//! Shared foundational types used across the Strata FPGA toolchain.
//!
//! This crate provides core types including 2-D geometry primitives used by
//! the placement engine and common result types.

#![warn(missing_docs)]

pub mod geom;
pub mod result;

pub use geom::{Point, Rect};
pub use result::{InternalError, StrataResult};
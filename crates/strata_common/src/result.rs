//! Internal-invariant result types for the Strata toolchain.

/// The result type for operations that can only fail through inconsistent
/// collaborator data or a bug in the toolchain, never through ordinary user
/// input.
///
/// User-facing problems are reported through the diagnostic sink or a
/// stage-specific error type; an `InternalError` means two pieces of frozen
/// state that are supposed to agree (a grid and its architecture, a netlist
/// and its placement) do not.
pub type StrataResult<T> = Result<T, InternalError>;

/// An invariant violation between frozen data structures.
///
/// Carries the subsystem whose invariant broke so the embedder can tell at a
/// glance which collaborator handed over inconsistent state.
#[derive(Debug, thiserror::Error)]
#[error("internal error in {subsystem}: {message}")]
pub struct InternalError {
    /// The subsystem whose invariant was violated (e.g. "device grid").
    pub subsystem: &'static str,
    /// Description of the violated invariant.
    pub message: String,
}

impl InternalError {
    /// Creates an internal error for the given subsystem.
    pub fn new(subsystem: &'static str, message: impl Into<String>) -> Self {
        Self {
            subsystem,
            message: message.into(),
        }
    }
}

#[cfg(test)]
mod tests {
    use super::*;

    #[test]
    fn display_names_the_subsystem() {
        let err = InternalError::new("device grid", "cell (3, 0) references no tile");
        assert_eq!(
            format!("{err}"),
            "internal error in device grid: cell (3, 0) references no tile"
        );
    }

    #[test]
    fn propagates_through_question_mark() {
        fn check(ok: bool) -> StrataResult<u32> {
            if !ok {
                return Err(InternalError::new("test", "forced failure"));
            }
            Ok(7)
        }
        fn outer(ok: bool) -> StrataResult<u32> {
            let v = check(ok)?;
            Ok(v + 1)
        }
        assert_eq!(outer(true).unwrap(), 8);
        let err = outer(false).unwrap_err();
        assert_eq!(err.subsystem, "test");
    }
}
_____
Note how many lines in the data above have the string "cell" in them, and give that number by itself.

2